THE PROBLEM.
Below are records; count the lines in them that hold "collected" and give only the count.

INFORMATION SHOWN.
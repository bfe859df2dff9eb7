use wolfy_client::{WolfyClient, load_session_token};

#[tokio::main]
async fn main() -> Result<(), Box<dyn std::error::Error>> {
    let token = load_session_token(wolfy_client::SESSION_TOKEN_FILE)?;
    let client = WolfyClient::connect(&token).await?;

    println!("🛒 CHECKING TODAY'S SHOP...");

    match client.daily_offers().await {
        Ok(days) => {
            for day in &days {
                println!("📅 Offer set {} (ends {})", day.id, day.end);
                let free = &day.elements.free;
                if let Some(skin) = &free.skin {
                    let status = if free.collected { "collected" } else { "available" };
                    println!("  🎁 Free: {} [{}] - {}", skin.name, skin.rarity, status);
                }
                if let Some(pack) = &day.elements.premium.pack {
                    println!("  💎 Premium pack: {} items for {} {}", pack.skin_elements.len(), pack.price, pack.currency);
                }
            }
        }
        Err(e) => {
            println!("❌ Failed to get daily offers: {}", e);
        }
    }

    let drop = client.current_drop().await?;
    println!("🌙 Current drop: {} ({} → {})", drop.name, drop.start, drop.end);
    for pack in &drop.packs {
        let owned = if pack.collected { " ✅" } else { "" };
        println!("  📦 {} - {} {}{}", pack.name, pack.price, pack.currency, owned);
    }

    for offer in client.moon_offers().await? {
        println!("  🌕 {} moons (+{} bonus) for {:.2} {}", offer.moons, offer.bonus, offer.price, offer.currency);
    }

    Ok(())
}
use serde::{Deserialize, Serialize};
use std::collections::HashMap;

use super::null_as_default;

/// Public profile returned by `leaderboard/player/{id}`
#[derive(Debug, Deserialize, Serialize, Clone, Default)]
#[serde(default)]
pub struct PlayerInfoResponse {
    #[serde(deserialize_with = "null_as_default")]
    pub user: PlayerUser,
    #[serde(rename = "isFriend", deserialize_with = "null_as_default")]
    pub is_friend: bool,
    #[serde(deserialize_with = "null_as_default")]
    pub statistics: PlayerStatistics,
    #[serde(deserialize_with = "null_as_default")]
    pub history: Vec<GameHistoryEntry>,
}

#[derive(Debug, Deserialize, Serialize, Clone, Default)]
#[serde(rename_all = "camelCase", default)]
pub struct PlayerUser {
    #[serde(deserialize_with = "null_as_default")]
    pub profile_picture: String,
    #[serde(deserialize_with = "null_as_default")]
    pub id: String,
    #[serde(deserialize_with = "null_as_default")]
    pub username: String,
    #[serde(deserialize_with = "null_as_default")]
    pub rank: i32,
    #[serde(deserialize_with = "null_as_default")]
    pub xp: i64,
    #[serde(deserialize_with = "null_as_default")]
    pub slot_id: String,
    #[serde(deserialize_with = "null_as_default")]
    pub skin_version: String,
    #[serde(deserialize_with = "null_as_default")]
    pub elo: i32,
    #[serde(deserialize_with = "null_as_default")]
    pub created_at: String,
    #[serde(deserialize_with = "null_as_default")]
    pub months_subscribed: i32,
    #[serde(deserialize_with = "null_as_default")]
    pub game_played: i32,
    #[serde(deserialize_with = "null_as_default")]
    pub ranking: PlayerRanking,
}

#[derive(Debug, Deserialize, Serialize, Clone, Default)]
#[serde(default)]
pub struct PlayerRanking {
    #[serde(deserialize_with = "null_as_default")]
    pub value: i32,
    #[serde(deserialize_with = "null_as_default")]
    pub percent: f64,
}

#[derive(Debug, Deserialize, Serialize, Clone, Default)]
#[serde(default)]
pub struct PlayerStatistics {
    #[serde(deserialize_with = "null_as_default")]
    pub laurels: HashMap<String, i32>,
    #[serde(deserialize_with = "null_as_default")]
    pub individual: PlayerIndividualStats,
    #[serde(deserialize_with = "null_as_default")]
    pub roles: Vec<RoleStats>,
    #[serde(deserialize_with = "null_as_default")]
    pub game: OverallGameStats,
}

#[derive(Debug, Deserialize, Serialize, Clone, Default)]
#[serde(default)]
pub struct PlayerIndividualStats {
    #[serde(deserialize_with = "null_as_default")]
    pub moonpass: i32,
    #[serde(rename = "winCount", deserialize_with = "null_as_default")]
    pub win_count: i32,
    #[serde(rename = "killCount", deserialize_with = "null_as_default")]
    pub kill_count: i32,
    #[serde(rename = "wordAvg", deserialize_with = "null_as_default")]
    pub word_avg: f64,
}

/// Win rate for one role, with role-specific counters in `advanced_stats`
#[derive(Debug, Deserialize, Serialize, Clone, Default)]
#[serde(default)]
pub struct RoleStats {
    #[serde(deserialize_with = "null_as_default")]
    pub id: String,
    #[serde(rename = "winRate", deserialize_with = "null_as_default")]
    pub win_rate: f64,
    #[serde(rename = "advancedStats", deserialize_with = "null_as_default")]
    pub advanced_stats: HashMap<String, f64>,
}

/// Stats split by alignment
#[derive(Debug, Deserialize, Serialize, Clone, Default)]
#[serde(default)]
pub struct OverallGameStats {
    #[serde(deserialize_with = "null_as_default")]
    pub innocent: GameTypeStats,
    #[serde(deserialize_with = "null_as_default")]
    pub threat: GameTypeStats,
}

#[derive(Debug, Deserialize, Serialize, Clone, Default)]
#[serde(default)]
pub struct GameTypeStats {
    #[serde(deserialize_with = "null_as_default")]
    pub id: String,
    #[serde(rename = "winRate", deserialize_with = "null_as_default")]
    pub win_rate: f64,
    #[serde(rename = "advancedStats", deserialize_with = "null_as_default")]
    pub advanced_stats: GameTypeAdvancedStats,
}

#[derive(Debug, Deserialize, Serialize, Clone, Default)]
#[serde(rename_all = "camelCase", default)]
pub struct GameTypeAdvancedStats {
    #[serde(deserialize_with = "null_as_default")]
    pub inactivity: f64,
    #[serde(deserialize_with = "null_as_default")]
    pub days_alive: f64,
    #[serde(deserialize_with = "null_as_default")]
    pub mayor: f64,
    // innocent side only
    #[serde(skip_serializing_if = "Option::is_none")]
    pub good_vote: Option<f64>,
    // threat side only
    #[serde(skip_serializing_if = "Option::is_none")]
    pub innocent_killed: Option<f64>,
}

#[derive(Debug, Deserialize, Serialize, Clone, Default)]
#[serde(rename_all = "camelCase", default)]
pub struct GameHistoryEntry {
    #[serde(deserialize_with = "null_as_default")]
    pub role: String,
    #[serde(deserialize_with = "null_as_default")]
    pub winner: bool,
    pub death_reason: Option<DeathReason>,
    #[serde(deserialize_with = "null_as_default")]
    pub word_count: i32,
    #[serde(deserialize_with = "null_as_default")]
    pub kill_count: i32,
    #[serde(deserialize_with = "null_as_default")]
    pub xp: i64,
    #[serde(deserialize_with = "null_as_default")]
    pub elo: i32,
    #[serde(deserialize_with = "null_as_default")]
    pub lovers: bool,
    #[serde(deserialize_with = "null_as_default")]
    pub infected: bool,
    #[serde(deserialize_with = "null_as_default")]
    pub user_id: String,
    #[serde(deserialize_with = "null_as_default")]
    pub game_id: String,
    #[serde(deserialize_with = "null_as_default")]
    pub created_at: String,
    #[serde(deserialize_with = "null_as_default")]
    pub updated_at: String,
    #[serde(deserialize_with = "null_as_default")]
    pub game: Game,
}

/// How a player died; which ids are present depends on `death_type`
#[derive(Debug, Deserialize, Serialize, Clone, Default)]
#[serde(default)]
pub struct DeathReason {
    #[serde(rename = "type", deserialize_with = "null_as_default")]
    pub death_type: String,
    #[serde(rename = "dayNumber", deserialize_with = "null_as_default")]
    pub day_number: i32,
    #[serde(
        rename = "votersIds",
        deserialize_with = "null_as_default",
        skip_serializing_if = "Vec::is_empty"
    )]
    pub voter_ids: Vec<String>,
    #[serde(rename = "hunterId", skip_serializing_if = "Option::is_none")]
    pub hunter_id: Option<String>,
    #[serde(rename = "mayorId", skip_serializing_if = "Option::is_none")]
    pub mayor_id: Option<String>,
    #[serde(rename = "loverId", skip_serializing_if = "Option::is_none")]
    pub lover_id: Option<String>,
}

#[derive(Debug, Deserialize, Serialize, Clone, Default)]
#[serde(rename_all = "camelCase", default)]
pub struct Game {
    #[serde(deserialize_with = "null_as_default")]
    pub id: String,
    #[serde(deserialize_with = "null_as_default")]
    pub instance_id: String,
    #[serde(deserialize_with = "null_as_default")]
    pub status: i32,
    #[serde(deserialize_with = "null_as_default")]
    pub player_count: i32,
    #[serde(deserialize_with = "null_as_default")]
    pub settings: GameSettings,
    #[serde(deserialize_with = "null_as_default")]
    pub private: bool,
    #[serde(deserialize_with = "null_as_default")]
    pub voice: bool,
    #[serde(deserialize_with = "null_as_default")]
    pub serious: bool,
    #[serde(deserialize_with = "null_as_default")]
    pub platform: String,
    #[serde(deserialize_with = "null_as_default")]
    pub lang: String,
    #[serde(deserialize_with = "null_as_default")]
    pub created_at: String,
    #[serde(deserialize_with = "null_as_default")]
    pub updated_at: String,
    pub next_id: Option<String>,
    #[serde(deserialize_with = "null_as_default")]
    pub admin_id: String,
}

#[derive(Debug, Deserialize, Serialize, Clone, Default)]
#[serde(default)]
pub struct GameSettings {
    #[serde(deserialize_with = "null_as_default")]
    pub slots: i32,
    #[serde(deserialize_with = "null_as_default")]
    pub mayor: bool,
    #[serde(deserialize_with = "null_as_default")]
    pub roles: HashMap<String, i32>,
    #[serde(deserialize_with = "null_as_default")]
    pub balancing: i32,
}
---
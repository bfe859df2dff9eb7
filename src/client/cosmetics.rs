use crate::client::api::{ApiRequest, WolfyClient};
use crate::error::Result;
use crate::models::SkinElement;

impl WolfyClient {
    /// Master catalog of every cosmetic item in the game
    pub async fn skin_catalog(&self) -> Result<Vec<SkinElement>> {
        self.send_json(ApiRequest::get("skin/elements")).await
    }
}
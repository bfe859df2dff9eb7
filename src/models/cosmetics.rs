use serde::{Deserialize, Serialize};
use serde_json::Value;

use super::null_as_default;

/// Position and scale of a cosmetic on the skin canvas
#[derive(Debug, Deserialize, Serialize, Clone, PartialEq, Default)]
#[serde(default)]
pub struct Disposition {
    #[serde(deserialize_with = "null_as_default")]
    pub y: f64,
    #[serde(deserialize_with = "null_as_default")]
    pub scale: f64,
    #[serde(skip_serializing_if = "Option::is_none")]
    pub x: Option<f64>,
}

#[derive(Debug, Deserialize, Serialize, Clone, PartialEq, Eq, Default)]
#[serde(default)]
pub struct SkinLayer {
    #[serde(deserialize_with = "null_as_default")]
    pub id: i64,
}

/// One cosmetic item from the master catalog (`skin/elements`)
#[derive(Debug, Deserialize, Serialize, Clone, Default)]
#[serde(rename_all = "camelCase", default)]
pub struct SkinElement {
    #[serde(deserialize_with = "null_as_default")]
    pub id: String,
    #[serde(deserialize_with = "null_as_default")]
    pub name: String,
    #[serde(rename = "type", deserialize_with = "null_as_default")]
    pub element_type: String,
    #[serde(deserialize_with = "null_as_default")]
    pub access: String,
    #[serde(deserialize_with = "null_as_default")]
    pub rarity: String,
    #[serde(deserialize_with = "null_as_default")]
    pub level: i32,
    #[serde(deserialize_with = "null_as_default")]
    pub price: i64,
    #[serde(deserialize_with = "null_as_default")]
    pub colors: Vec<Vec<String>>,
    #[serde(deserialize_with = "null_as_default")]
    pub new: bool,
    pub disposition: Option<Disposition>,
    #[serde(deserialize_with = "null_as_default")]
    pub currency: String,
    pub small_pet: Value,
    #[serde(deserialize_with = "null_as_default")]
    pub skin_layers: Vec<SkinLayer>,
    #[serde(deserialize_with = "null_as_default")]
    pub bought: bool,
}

WRITTEN ANSWER.
2